La fotografia aerea nasce, contrariamente a quanto si possa pensare, nel tardo 1800 da un fotografo ed appassionato di volo francese tale Gaspard-Félix Tournachon, che nel 1858 fece le prime fotografie aeree di Parigi, seguito a ruota dagli americani James Wallace Black e Samuel Archer King che ripresero Boston da ben 630 metri di altezza.

Complesso delle piramidi di Gyza, catturate dal pallone di Eduard Spelterini, November 21, 1904.

Dai primi esperimenti di osservazione aerea e meteorologica si passò rapidamente all'uso bellico durante la prima guerra mondiale; la Germania fu la prima nazione a dotare i propri aerei di fotocamere per la ricognizione, che le conferì un notevole vantaggio tattico rispetto alle concorrenti che furono costrette ad adeguarsi in fretta (prima tra tutte la RAF inglese).

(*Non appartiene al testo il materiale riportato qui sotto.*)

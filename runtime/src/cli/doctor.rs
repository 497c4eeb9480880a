//! Environment readiness check.

use crate::cli::output::{self, Styled};
use crate::config::{self, ScoutConfig};
use crate::renderer::chromium::{self, CHROMIUM_ENV};
use anyhow::Result;
use std::path::Path;

/// Check Chromium availability, config resolution and the site registry.
pub async fn run(config_path: Option<&Path>) -> Result<()> {
    let chromium_path = chromium::find_chromium();
    let resolved = config::resolve_config_path(config_path);
    let loaded = ScoutConfig::load(config_path);

    if output::is_json() {
        let (config_ok, config_error, sites) = match &loaded {
            Ok(c) => (true, None, c.sites.iter().map(|s| s.id.clone()).collect()),
            Err(e) => (false, Some(e.to_string()), Vec::new()),
        };
        output::print_json(&serde_json::json!({
            "os": std::env::consts::OS,
            "arch": std::env::consts::ARCH,
            "chromium": chromium_path.as_ref().map(|p| p.display().to_string()),
            "config_path": resolved.as_ref().map(|p| p.display().to_string()),
            "config_ok": config_ok,
            "config_error": config_error,
            "sites": sites,
            "static_ready": config_ok,
            "rendered_ready": config_ok && chromium_path.is_some(),
        }));
        return Ok(());
    }

    let s = Styled::new();
    output::print_header(&s);

    output::print_section(&s, "System");
    output::print_check(
        s.ok_sym(),
        "Platform",
        &format!("{} {}", std::env::consts::OS, std::env::consts::ARCH),
    );
    eprintln!();

    output::print_section(&s, "Browser");
    match &chromium_path {
        Some(path) => output::print_check(s.ok_sym(), "Chromium", &path.display().to_string()),
        None => {
            output::print_check(s.warn_sym(), "Chromium", &s.yellow("not found"));
            output::print_detail(&format!(
                "Install Chrome/Chromium or set {CHROMIUM_ENV}; --rendered needs it."
            ));
        }
    }
    eprintln!();

    output::print_section(&s, "Config");
    let source = resolved
        .as_ref()
        .map(|p| p.display().to_string())
        .unwrap_or_else(|| "built-in defaults".to_string());
    match &loaded {
        Ok(c) => {
            output::print_check(s.ok_sym(), "Source", &source);
            let ids: Vec<&str> = c.sites.iter().map(|s| s.id.as_str()).collect();
            output::print_check(s.ok_sym(), "Sites", &ids.join(", "));
            output::print_check(
                s.info_sym(),
                "Politeness",
                &format!(
                    "{} at a time, {}ms per host",
                    c.politeness.concurrency, c.politeness.min_delay_ms
                ),
            );
        }
        Err(e) => {
            output::print_check(s.fail_sym(), "Source", &source);
            output::print_detail(&s.red(&e.to_string()));
        }
    }

    match (&loaded, &chromium_path) {
        (Err(_), _) => output::print_status(&s, &s.red("NOT READY"), "fix the config"),
        (Ok(_), None) => output::print_status(&s, &s.yellow("PARTIAL"), "static fetch only"),
        (Ok(_), Some(_)) => output::print_status(&s, &s.green("READY"), "static and rendered"),
    }
    Ok(())
}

Dal 1919 la fotografia si spostò dai campi di battaglia alle applicazioni commerciali, con le prime riprese aeree a scopo edilizio, architettonico ed agricolo, i cui primi risultati furono usati dal governo degli Stati Uniti per controllare le coltivazioni del New Mexico.

Fairchild Aerial Surveys Inc., vista di New York dall'alto, 1939.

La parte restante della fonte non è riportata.